UK MANUFACTURERSs are struggling with high energy bills, with energy-intensive industries warning that government support is not enough to keep them competitive.
At glass bottle maker Encirc’s plant in northwest England, operations are under pressure from high energy prices. “We’re paying a lot more energy costs than our European competitors,” said Oliver Harry, head of corporate affairs at Encirc, which makes over a third of the UK’s glass bottles.
Britain has some of the highest energy prices in Europe, driven by its reliance on natural gas and the costs of transitioning to renewables, which are passed on to bills. The country’s industrial electricity prices were also the highest in Europe in 2024, according to the latest annual government data.
Standing near the plant’s two large furnaces, Harry said: “We’re already seeing an increase in imports into the UK as customers turn to cheap, more unsustainable glass producers”, notably from China and Turkey.

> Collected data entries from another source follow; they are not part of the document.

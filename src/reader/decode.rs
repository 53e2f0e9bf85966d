//! Avro binary decoder for primitive and complex types.
//!
//! This module provides functions to decode Avro binary data into Rust values.
//! The decoder follows the Avro specification for binary encoding:
//! - Varints use zigzag encoding for signed integers
//! - Floats and doubles are little-endian IEEE 754
//! - Bytes and strings are length-prefixed
//! - Arrays and maps are sequences of counted blocks ending in a zero count
//!
//! Decoding never trusts a length or count from the input: lengths are
//! checked against the remaining bytes, and a block's item count is checked
//! against the fewest bytes its items could occupy before anything is
//! allocated.

use crate::error::{DecodeError, DecodeErrorKind};
use crate::path::{render_path, PathSegment};
use crate::reader::config::DecoderConfig;
use crate::reader::cursor::Cursor;
use crate::reader::value::AvroValue;
use crate::reader::varint::decode_zigzag;
use crate::schema::{NodeId, RecordSchema, Schema, SchemaNode};

// ============================================================================
// Primitive Type Decoders
// ============================================================================

/// Decode a null value (no-op, consumes no bytes).
#[inline]
pub fn decode_null(_cursor: &mut Cursor<'_>) -> Result<(), DecodeError> {
    Ok(())
}

/// Decode a boolean value.
///
/// Avro booleans are a single byte; any nonzero byte reads as true.
#[inline]
pub fn decode_boolean(cursor: &mut Cursor<'_>) -> Result<bool, DecodeError> {
    Ok(cursor.read_u8()? != 0)
}

/// Decode a 32-bit signed integer (zigzag varint encoded).
#[inline]
pub fn decode_int(cursor: &mut Cursor<'_>) -> Result<i32, DecodeError> {
    let start = cursor.position();
    let long = decode_long(cursor)?;
    i32::try_from(long).map_err(|_| {
        DecodeError::invalid(
            start,
            format!("Integer overflow: {} does not fit in i32", long),
        )
    })
}

/// Decode a 64-bit signed integer (zigzag varint encoded).
#[inline]
pub fn decode_long(cursor: &mut Cursor<'_>) -> Result<i64, DecodeError> {
    decode_zigzag(cursor)
}

/// Decode a 32-bit IEEE 754 floating-point number (little-endian).
#[inline]
pub fn decode_float(cursor: &mut Cursor<'_>) -> Result<f32, DecodeError> {
    Ok(f32::from_le_bytes(cursor.read_array()?))
}

/// Decode a 64-bit IEEE 754 floating-point number (little-endian).
#[inline]
pub fn decode_double(cursor: &mut Cursor<'_>) -> Result<f64, DecodeError> {
    Ok(f64::from_le_bytes(cursor.read_array()?))
}

/// Decode length-prefixed bytes without copying.
#[inline]
pub fn decode_bytes_ref<'a>(cursor: &mut Cursor<'a>) -> Result<&'a [u8], DecodeError> {
    let start = cursor.position();
    let len = decode_long(cursor)?;
    if len < 0 {
        return Err(DecodeError::invalid(
            start,
            format!("Negative bytes length: {}", len),
        ));
    }
    let len = usize::try_from(len)
        .map_err(|_| DecodeError::truncated(cursor.position(), usize::MAX, cursor.remaining()))?;
    cursor.read_slice(len)
}

/// Decode length-prefixed bytes.
#[inline]
pub fn decode_bytes(cursor: &mut Cursor<'_>) -> Result<Vec<u8>, DecodeError> {
    decode_bytes_ref(cursor).map(<[u8]>::to_vec)
}

/// Decode a UTF-8 string without copying.
#[inline]
pub fn decode_string_ref<'a>(cursor: &mut Cursor<'a>) -> Result<&'a str, DecodeError> {
    let start = cursor.position();
    let bytes = decode_bytes_ref(cursor)?;
    std::str::from_utf8(bytes)
        .map_err(|e| DecodeError::new(DecodeErrorKind::InvalidUtf8(e), start))
}

/// Decode a UTF-8 string (length-prefixed).
#[inline]
pub fn decode_string(cursor: &mut Cursor<'_>) -> Result<String, DecodeError> {
    decode_string_ref(cursor).map(str::to_string)
}

/// Decode `size` bytes of a fixed value without copying.
#[inline]
pub fn decode_fixed_ref<'a>(cursor: &mut Cursor<'a>, size: usize) -> Result<&'a [u8], DecodeError> {
    cursor.read_slice(size)
}

/// Decode an enum index, checking it against the symbol count.
#[inline]
pub fn decode_enum_index(cursor: &mut Cursor<'_>, num_symbols: usize) -> Result<usize, DecodeError> {
    decode_index(cursor, num_symbols, "Enum")
}

/// Decode a union branch index, checking it against the branch count.
#[inline]
pub fn decode_union_index(
    cursor: &mut Cursor<'_>,
    num_variants: usize,
) -> Result<usize, DecodeError> {
    decode_index(cursor, num_variants, "Union")
}

fn decode_index(cursor: &mut Cursor<'_>, len: usize, what: &str) -> Result<usize, DecodeError> {
    let start = cursor.position();
    let index = decode_long(cursor)?;
    match usize::try_from(index) {
        Ok(i) if i < len => Ok(i),
        _ => Err(DecodeError::invalid(
            start,
            format!("{} index {} out of range (0..{})", what, index, len),
        )),
    }
}

// ============================================================================
// Schema-driven decoding
// ============================================================================

/// Decode one value of `schema`'s root type from the start of `buffer`.
///
/// Returns the value and the number of bytes it occupied. Bytes after the
/// value are not inspected.
///
/// # Example
/// ```
/// use avro_json_udf::reader::{decode, AvroValue};
/// use avro_json_udf::schema::parse_schema;
///
/// let schema = parse_schema(r#"["null", "long"]"#).unwrap();
/// let (value, consumed) = decode(&[0x02, 0x02], &schema).unwrap();
/// assert_eq!(value, AvroValue::Union(1, Box::new(AvroValue::Long(1))));
/// assert_eq!(consumed, 2);
/// ```
pub fn decode(buffer: &[u8], schema: &Schema) -> Result<(AvroValue, usize), DecodeError> {
    decode_with_config(buffer, schema, &DecoderConfig::default())
}

/// Decode the root type with explicit limits.
pub fn decode_with_config(
    buffer: &[u8],
    schema: &Schema,
    config: &DecoderConfig,
) -> Result<(AvroValue, usize), DecodeError> {
    decode_node(buffer, schema, schema.root(), config)
}

/// Decode a value of an arbitrary node of `schema`.
pub fn decode_node(
    buffer: &[u8],
    schema: &Schema,
    node: NodeId,
    config: &DecoderConfig,
) -> Result<(AvroValue, usize), DecodeError> {
    let mut decoder = Decoder::new(buffer, schema, config);
    match decoder.decode_value(node) {
        Ok(value) => Ok((value, decoder.cursor.position())),
        Err(err) => Err(err.with_path(render_path(&decoder.path))),
    }
}

/// An array or map block header.
struct Block {
    count: usize,
    /// Offset of the first item and declared byte size, for negative counts
    sized: Option<(usize, usize)>,
}

/// Walks one buffer against one schema.
///
/// `path` holds the route to the value being decoded. Segments are pushed
/// before a child is decoded and popped once it succeeds, so after a
/// failure the stack names the failing value.
struct Decoder<'p> {
    schema: &'p Schema,
    config: &'p DecoderConfig,
    cursor: Cursor<'p>,
    path: Vec<PathSegment<'p>>,
    depth: usize,
    max_depth: usize,
    zero_width_items: usize,
}

impl<'p> Decoder<'p> {
    fn new(buffer: &'p [u8], schema: &'p Schema, config: &'p DecoderConfig) -> Self {
        Self {
            schema,
            config,
            cursor: Cursor::new(buffer),
            path: Vec::new(),
            depth: 0,
            max_depth: config.effective_max_depth(),
            zero_width_items: 0,
        }
    }

    // Every recursion step passes through this function and one of the
    // container methods below; their frames stay small so that `max_depth`
    // bounds stack use.
    fn decode_value(&mut self, id: NodeId) -> Result<AvroValue, DecodeError> {
        let schema = self.schema;
        match schema.resolved_node(id) {
            SchemaNode::Record(record) => self.decode_record(record),
            SchemaNode::Array(items) => self.decode_array(*items),
            SchemaNode::Map(values) => self.decode_map(*values),
            SchemaNode::Union(branches) => self.decode_union(branches),
            node => decode_primitive(&mut self.cursor, node),
        }
    }

    #[inline(never)]
    fn decode_record(&mut self, record: &'p RecordSchema) -> Result<AvroValue, DecodeError> {
        self.enter()?;
        let mut fields = Vec::with_capacity(record.fields.len());
        for field in &record.fields {
            self.path.push(PathSegment::Field(&field.name));
            fields.push(self.decode_value(field.schema)?);
            self.path.pop();
        }
        self.leave();
        Ok(AvroValue::Record(fields))
    }

    #[inline(never)]
    fn decode_union(&mut self, branches: &'p [NodeId]) -> Result<AvroValue, DecodeError> {
        self.enter()?;
        let index = decode_union_index(&mut self.cursor, branches.len())?;
        let value = self.decode_value(branches[index])?;
        self.leave();
        Ok(AvroValue::Union(index, Box::new(value)))
    }

    #[inline(never)]
    fn decode_array(&mut self, item: NodeId) -> Result<AvroValue, DecodeError> {
        self.enter()?;
        let item_min = self.schema.min_encoded_size(item);
        let mut items = Vec::new();

        while let Some(block) = self.next_block(item_min)? {
            items.reserve(block.count);
            for _ in 0..block.count {
                self.path.push(PathSegment::Index(items.len()));
                items.push(self.decode_value(item)?);
                self.path.pop();
            }
            self.finish_block(&block)?;
        }

        self.leave();
        Ok(AvroValue::Array(items))
    }

    #[inline(never)]
    fn decode_map(&mut self, values: NodeId) -> Result<AvroValue, DecodeError> {
        self.enter()?;
        // Every entry carries at least a one-byte key length
        let entry_min = 1 + self.schema.min_encoded_size(values);
        let mut entries = Vec::new();

        while let Some(block) = self.next_block(entry_min)? {
            entries.reserve(block.count);
            for _ in 0..block.count {
                let key = decode_string_ref(&mut self.cursor)?;
                self.path.push(PathSegment::Key(key));
                let value = self.decode_value(values)?;
                self.path.pop();
                entries.push((key.to_string(), value));
            }
            self.finish_block(&block)?;
        }

        self.leave();
        Ok(AvroValue::Map(entries))
    }

    /// Read a block header; `None` at the terminating zero count.
    fn next_block(&mut self, item_min: usize) -> Result<Option<Block>, DecodeError> {
        let start = self.cursor.position();
        let count = decode_long(&mut self.cursor)?;
        if count == 0 {
            return Ok(None);
        }

        let sized = if count < 0 {
            // Negative count means the block has a byte size prefix
            let size_offset = self.cursor.position();
            let size = decode_long(&mut self.cursor)?;
            if size < 0 {
                return Err(DecodeError::invalid(
                    size_offset,
                    format!("Negative block byte size: {}", size),
                ));
            }
            let available = self.cursor.remaining();
            let size = usize::try_from(size).unwrap_or(usize::MAX);
            if self.config.validate_block_sizes && size > available {
                return Err(DecodeError::truncated(
                    self.cursor.position(),
                    size,
                    available,
                ));
            }
            Some((self.cursor.position(), size))
        } else {
            None
        };

        let available = self.cursor.remaining();
        let count = usize::try_from(count.unsigned_abs()).unwrap_or(usize::MAX);

        if item_min > 0 {
            match count.checked_mul(item_min) {
                Some(needed) if needed <= available => {}
                needed => {
                    return Err(DecodeError::truncated(
                        start,
                        needed.unwrap_or(usize::MAX),
                        available,
                    ))
                }
            }
        } else {
            self.zero_width_items = self.zero_width_items.saturating_add(count);
            if self.zero_width_items > self.config.max_zero_width_items {
                return Err(DecodeError::new(
                    DecodeErrorKind::LimitExceeded {
                        limit: self.config.max_zero_width_items,
                    },
                    start,
                ));
            }
        }

        Ok(Some(Block { count, sized }))
    }

    fn finish_block(&self, block: &Block) -> Result<(), DecodeError> {
        if let (true, Some((start, size))) = (self.config.validate_block_sizes, block.sized) {
            let used = self.cursor.position() - start;
            if used != size {
                return Err(DecodeError::invalid(
                    start,
                    format!("Block declared {} bytes but its items used {}", size, used),
                ));
            }
        }
        Ok(())
    }

    fn enter(&mut self) -> Result<(), DecodeError> {
        if self.depth >= self.max_depth {
            return Err(DecodeError::new(
                DecodeErrorKind::DepthLimitExceeded {
                    limit: self.max_depth,
                },
                self.cursor.position(),
            ));
        }
        self.depth += 1;
        Ok(())
    }

    fn leave(&mut self) {
        self.depth -= 1;
    }
}

/// Decode a value of a node with no children.
#[inline(never)]
fn decode_primitive(cursor: &mut Cursor<'_>, node: &SchemaNode) -> Result<AvroValue, DecodeError> {
    let value = match node {
        SchemaNode::Null => AvroValue::Null,
        SchemaNode::Boolean => AvroValue::Boolean(decode_boolean(cursor)?),
        SchemaNode::Int => AvroValue::Long(decode_int(cursor)?.into()),
        SchemaNode::Long => AvroValue::Long(decode_long(cursor)?),
        SchemaNode::Float => AvroValue::Double(decode_float(cursor)?.into()),
        SchemaNode::Double => AvroValue::Double(decode_double(cursor)?),
        SchemaNode::Bytes => AvroValue::Bytes(decode_bytes(cursor)?),
        SchemaNode::String => AvroValue::String(decode_string(cursor)?),
        SchemaNode::Fixed(fixed) => {
            AvroValue::Bytes(decode_fixed_ref(cursor, fixed.size)?.to_vec())
        }
        SchemaNode::Enum(e) => {
            let index = decode_enum_index(cursor, e.symbols.len())?;
            AvroValue::Enum(index, e.symbols[index].clone())
        }
        SchemaNode::Named(_)
        | SchemaNode::Record(_)
        | SchemaNode::Array(_)
        | SchemaNode::Map(_)
        | SchemaNode::Union(_) => {
            return Err(DecodeError::invalid(
                cursor.position(),
                format!("{} is not a primitive type", node.kind_name()),
            ))
        }
    };
    Ok(value)
}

Across energy-intensive sectors including steel, chemicals, glass and cement, companies say government support does not go far enough.
The government said it will increase discounts on electricity network charges to 90 per cent from April, saving around 500 of the UK’s biggest energy users a cumulative £420 million ($570 million) per year in electricity bills.
“Lowering bills is central to every decision we make,” a government spokesperson told AFP.
The steel sector says the measures do not address the wider gap with European competitors. “The industry still faces industrial power prices almost 40 per cent higher than in France and Germany,” Gareth Stace, director general of the steel trade body, UK Steel, told AFP.
The organisation has called for stronger protections similar to those in France, Italy, Spain and the UAE to shield heavy industry from high wholesale power costs.
Electricity costs in the UK remain high in part because more than a quarter of its power still comes from gas, which surged in price after Russia’s 2022 invasion of Ukraine. Although wholesale prices have fallen since then, they remain elevated.
Under the UK’s liberalised electricity market, the last power station switched on to meet demand sets the price for all generators, and that station is usually gas-powered.
“In France, nuclear sets the price fairly often and nuclear is cheaper ... so it’s not always the same expensive gas that sets the price,” said Sam Frankhauser, professor of economics and climate change policy at Oxford University.
In other countries, he said, “there’s moments in the day where somebody cheaper sets the price and in the UK, those moments don’t exist” because it is almost always a natural gas plant setting the price.
Encirc executives said energy costs are closely linked to the push to decarbonise. By the end of the decade, “we’re going to be producing glass bottles that are 80 per cent reduced carbon,” Harry said.
“The UK managed to decarbonise the grid phenomenally because of the exit of coal,” said Gregor Singer, professor at the London School of Economics.
“It’s really unfortunate that this gas price shock came now, exactly at that point where you sort of exited coal but you don’t quite have enough renewables yet.”
“In the medium to long run... it’s almost guaranteed that prices are coming down,” he said.